Paul Manafort’s ‘Flip’ Is Extremely Bad News For Donald Trump, Legal Experts Agree — Here’s What Trump Faces


Friday morning marked a landmark moment for Donald Trump, when his 2016 campaign chief Paul Manafort not only entered guilty pleas to a pair of serious conspiracy charges, as Inquisitr reported, but agreed to cooperate with the ongoing investigation into collusion between Trump’s presidential campaign and the Russian government in an effort to tip the election in his favor. In fact, prosecutors said, Manafort had already begun giving information to the investigators, who are led by Special Counsel Robert Mueller.

While Trump himself, as of Friday evening, had yet to react publicly to the Manafort deal with Mueller, White House Press Secretary Sarah Sanders issued a statement saying that Manafort’s cooperation agreement was “totally unrelated” to Trump, according to The Hill.

But legal experts who weighed in on various media outlets on Friday sharply disagreed with Sanders’ claim, with one — John Dean, the former White House Counsel in the Richard Nixon administration and Watergate scandal figure — declaring on Twitter that “nightmares at the White House will be unending,” and that “the entire Trump family” now faced legal jeopardy.

Even Harvard University law professor Alan Dershowitz, who has been one of Trump’s most staunch defenders in the Russia probe in numerous media appearances, conceded on Friday that Mueller’s deal securing Manafort’s cooperation was “a big win” and “big get” for the investigation into Trump’s ties to Russia, adding, “Potentially it opens up lots of doors that probably haven’t been open before,” according to an NBC News report.
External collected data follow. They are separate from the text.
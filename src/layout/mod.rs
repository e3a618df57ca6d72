//! # Page Layout
//!
//! Layout happens in two halves that never look at each other's state:
//!
//! - [`cursor::PageFlowCursor`] owns the vertical write position and is the
//!   only thing that decides where a page ends.
//! - A [`Surface`] receives drawing primitives at positions the cursor handed
//!   out. [`PageCanvas`] is the surface used for real output: it records
//!   primitives per page as [`LayoutElement`]s for the PDF writer.
//!
//! [`render::BlockRenderer`] sits between the two, turning content blocks
//! into reserve-then-draw calls.
//!
//! Coordinates here are points with the origin at the top-left of the page.
//! The PDF writer flips them.

pub mod cursor;
pub mod render;

use std::sync::Arc;

use crate::font::FontContext;
use crate::image_loader::NormalizedImage;
use crate::style::{Color, TextAlign, TextStyle};
use crate::text::{BrokenLine, TextLayout};

/// A single page of positioned draw commands.
#[derive(Debug, Clone)]
pub struct LayoutPage {
    pub width: f64,
    pub height: f64,
    pub elements: Vec<LayoutElement>,
}

/// A positioned draw command.
#[derive(Debug, Clone)]
pub struct LayoutElement {
    /// Top-left corner on the page.
    pub x: f64,
    pub y: f64,
    pub width: f64,
    pub height: f64,
    pub draw: DrawCommand,
}

#[derive(Debug, Clone)]
pub enum DrawCommand {
    /// Filled rectangle, with rounded corners when `radius > 0`.
    Rect { color: Color, radius: f64 },
    /// Text lines; each line carries its own position.
    Text { lines: Vec<TextLine>, style: TextStyle },
    Image { image: Arc<NormalizedImage> },
    /// Stand-in for a photo that could not be loaded.
    ImagePlaceholder { label: String },
}

/// A line of text placed on the page.
#[derive(Debug, Clone, PartialEq)]
pub struct TextLine {
    pub x: f64,
    /// Baseline offset from the top of the page.
    pub baseline: f64,
    pub text: String,
    pub width: f64,
}

/// Drawing primitives the block renderer needs.
///
/// `page` is the zero-based page index from a cursor slot; `y` is the top of
/// the drawn shape.
pub trait Surface {
    /// Break text into lines no wider than `width`.
    fn wrap(&self, text: &str, width: f64, style: &TextStyle) -> Vec<BrokenLine>;

    fn measure(&self, text: &str, style: &TextStyle) -> f64;

    /// Height that `text` wrapped to `width` will occupy.
    fn text_height(&self, text: &str, width: f64, style: &TextStyle) -> f64 {
        self.wrap(text, width, style).len() as f64 * style.line_advance()
    }

    fn fill_rect(&mut self, page: usize, x: f64, y: f64, width: f64, height: f64, color: Color);

    fn fill_rounded_rect(
        &mut self,
        page: usize,
        x: f64,
        y: f64,
        width: f64,
        height: f64,
        radius: f64,
        color: Color,
    );

    /// Draw already-wrapped lines starting at `y`. Returns the height used.
    fn lines(
        &mut self,
        page: usize,
        x: f64,
        y: f64,
        width: f64,
        lines: &[BrokenLine],
        style: &TextStyle,
    ) -> f64;

    /// Wrap `text` to `width` and draw it. Returns the height used.
    fn text(&mut self, page: usize, x: f64, y: f64, width: f64, text: &str, style: &TextStyle) -> f64 {
        let lines = self.wrap(text, width, style);
        self.lines(page, x, y, width, &lines, style)
    }

    /// Place an image at its own pixel size.
    fn image(&mut self, page: usize, x: f64, y: f64, image: Arc<NormalizedImage>);

    fn placeholder(&mut self, page: usize, x: f64, y: f64, width: f64, height: f64, label: &str);
}

/// Records draw commands into pages, creating pages on first use.
#[derive(Debug, Clone)]
pub struct PageCanvas {
    width: f64,
    height: f64,
    pages: Vec<LayoutPage>,
    text_layout: TextLayout,
}

impl PageCanvas {
    pub fn new(width: f64, height: f64, fonts: FontContext) -> Self {
        Self {
            width,
            height,
            pages: Vec::new(),
            text_layout: TextLayout::new(fonts),
        }
    }

    /// Finish recording. Always returns at least `page_count` pages so a
    /// page the cursor opened but nothing drew on still exists.
    pub fn into_pages(mut self, page_count: usize) -> Vec<LayoutPage> {
        if page_count > 0 {
            self.page_mut(page_count - 1);
        }
        self.pages
    }

    fn page_mut(&mut self, page: usize) -> &mut LayoutPage {
        while self.pages.len() <= page {
            self.pages.push(LayoutPage {
                width: self.width,
                height: self.height,
                elements: Vec::new(),
            });
        }
        &mut self.pages[page]
    }

    fn push(&mut self, page: usize, element: LayoutElement) {
        self.page_mut(page).elements.push(element);
    }
}

/// Baseline of line `index` in a block whose top is at `top`.
fn baseline(top: f64, index: usize, style: &TextStyle) -> f64 {
    let advance = style.line_advance();
    top + index as f64 * advance + (advance - style.font_size) / 2.0 + style.font_size * 0.8
}

impl Surface for PageCanvas {
    fn wrap(&self, text: &str, width: f64, style: &TextStyle) -> Vec<BrokenLine> {
        self.text_layout
            .break_into_lines(text, width, style.font_size, style.weight)
    }

    fn measure(&self, text: &str, style: &TextStyle) -> f64 {
        self.text_layout
            .measure_width(text, style.font_size, style.weight)
    }

    fn fill_rect(&mut self, page: usize, x: f64, y: f64, width: f64, height: f64, color: Color) {
        self.fill_rounded_rect(page, x, y, width, height, 0.0, color);
    }

    fn fill_rounded_rect(
        &mut self,
        page: usize,
        x: f64,
        y: f64,
        width: f64,
        height: f64,
        radius: f64,
        color: Color,
    ) {
        self.push(
            page,
            LayoutElement {
                x,
                y,
                width,
                height,
                draw: DrawCommand::Rect { color, radius },
            },
        );
    }

    fn lines(
        &mut self,
        page: usize,
        x: f64,
        y: f64,
        width: f64,
        lines: &[BrokenLine],
        style: &TextStyle,
    ) -> f64 {
        if lines.is_empty() {
            return 0.0;
        }
        let placed = lines
            .iter()
            .enumerate()
            .map(|(i, line)| {
                let offset = match style.align {
                    TextAlign::Left => 0.0,
                    TextAlign::Center => ((width - line.width) / 2.0).max(0.0),
                };
                TextLine {
                    x: x + offset,
                    baseline: baseline(y, i, style),
                    text: line.text.clone(),
                    width: line.width,
                }
            })
            .collect();
        let height = lines.len() as f64 * style.line_advance();
        self.push(
            page,
            LayoutElement {
                x,
                y,
                width,
                height,
                draw: DrawCommand::Text {
                    lines: placed,
                    style: *style,
                },
            },
        );
        height
    }

    fn image(&mut self, page: usize, x: f64, y: f64, image: Arc<NormalizedImage>) {
        let (width, height) = image.size();
        self.push(
            page,
            LayoutElement {
                x,
                y,
                width,
                height,
                draw: DrawCommand::Image { image },
            },
        );
    }

    fn placeholder(&mut self, page: usize, x: f64, y: f64, width: f64, height: f64, label: &str) {
        self.push(
            page,
            LayoutElement {
                x,
                y,
                width,
                height,
                draw: DrawCommand::ImagePlaceholder {
                    label: label.to_string(),
                },
            },
        );
    }
}

#[cfg(test)]
mod tests {
    use super::*;
    use crate::style::palette;

    fn canvas() -> PageCanvas {
        PageCanvas::new(595.28, 841.89, FontContext::new())
    }

    #[test]
    fn test_pages_created_on_demand() {
        let mut c = canvas();
        c.fill_rect(2, 0.0, 0.0, 10.0, 10.0, palette::PANEL);
        let pages = c.into_pages(3);
        assert_eq!(pages.len(), 3);
        assert!(pages[0].elements.is_empty());
        assert_eq!(pages[2].elements.len(), 1);
    }

    #[test]
    fn test_into_pages_pads_blank_trailing_pages() {
        let pages = canvas().into_pages(2);
        assert_eq!(pages.len(), 2);
    }

    #[test]
    fn test_text_returns_consumed_height() {
        let mut c = canvas();
        let style = TextStyle::new(10.0, palette::TEXT);
        let h = c.text(0, 30.0, 100.0, 60.0, "Guards are fitted and maintained", &style);
        let lines = c.wrap("Guards are fitted and maintained", 60.0, &style);
        assert!(lines.len() > 1);
        assert_eq!(h, lines.len() as f64 * style.line_advance());
    }

    #[test]
    fn test_baselines_descend() {
        let mut c = canvas();
        let style = TextStyle::new(12.0, palette::TEXT);
        c.text(0, 0.0, 50.0, 40.0, "one two three four", &style);
        let pages = c.into_pages(1);
        let DrawCommand::Text { lines, .. } = &pages[0].elements[0].draw else {
            panic!("expected text");
        };
        assert!(lines[0].baseline > 50.0 && lines[0].baseline < 50.0 + style.line_advance());
        for pair in lines.windows(2) {
            assert!(pair[1].baseline > pair[0].baseline);
        }
    }

    #[test]
    fn test_centered_text_is_offset() {
        let mut c = canvas();
        let style = TextStyle::new(12.0, palette::TEXT).centered();
        c.text(0, 0.0, 0.0, 400.0, "Summary", &style);
        let pages = c.into_pages(1);
        let DrawCommand::Text { lines, .. } = &pages[0].elements[0].draw else {
            panic!("expected text");
        };
        assert!(lines[0].x > 100.0);
    }
}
‘Flipping’ Paul Manafort (above right) was “a big win” for Special Counsel Robert Mueller, one expert says.

“Those doors could lead directly to Trump’s deepest secrets,” wrote NBC’s national security correspondent, Ken Dilanian.

“Manafort’s decision to cooperate with Mueller’s investigation could represent a watershed moment for the Trump presidency,” Andy Wright, founding editor of the legal blog Just Security, told Vox. Wright added that Manafort not only served as Trump’s campaign chief through much of 2016, he was also a resident of Trump Tower and has been a Trump associate for decades.

“(Trump), like the rest of us, will have to wait to see how damaging Manafort’s cooperation will be,” Wright said. “But he will do so knowing what of his skeletons, if any, are there to be uncovered.”

Manafort was in attendance at the now-infamous June 9, 2016, Trump Tower meeting between himself, Trump’s son Donald Trump, Jr., son-in-law Jared Kushner, and a group of Russians led by a Kremlin-linked lawyer, as Inquisitr has covered.

White House Press Secretary Sarah Huckabee Sanders (r) claimed that Paul Manafort’s cooperation with the Mueller probe is “totally unrelated” to Donald Trump.

“Mysteries around that meeting abound. They include whether then-candidate Trump knew about the meeting in advance and why Mr. Trump announced after the meeting had been scheduled that he would soon be giving a major speech on ‘the things that have taken place with the Clintons,'” wrote Noah Bookbinder, Barry Berke, and Norm Eisen of Citizens for Responsibility and Ethics in Washington, in a New York Times op-ed on Friday. “Now that Mr. Manafort is cooperating, we may soon have answers.”

But what Manafort knows about the Trump Tower Russian meeting may be only “the tip of the iceberg,” according to Vox’s international security expert Alex Ward.

“Manafort also had close contact with two Russians during the campaign: Oleg Deripaska and Konstantin Kilimnik. Deripaska, a notorious Russian oligarch, was once Manafort’s client. And Kilimnik was formerly Manafort’s longtime business associate — and possibly has ties to Russian intelligence,” Ward wrote.

Manafort’s guilty plea and cooperation deal with Mueller likely closes the door on the possibility that Trump will issue a pardon for Manafort, former justice department official Matt Miller said, because even if Trump were to pardon Manafort, the former campaign chief has likely answered many of Mueller’s questions already and could still be legally forced to testify against Trump, Miller told CNBC.

“If the president were to pardon him now and allow him to walk free tomorrow, Bob Mueller already knows the answers to those questions,” Miller said.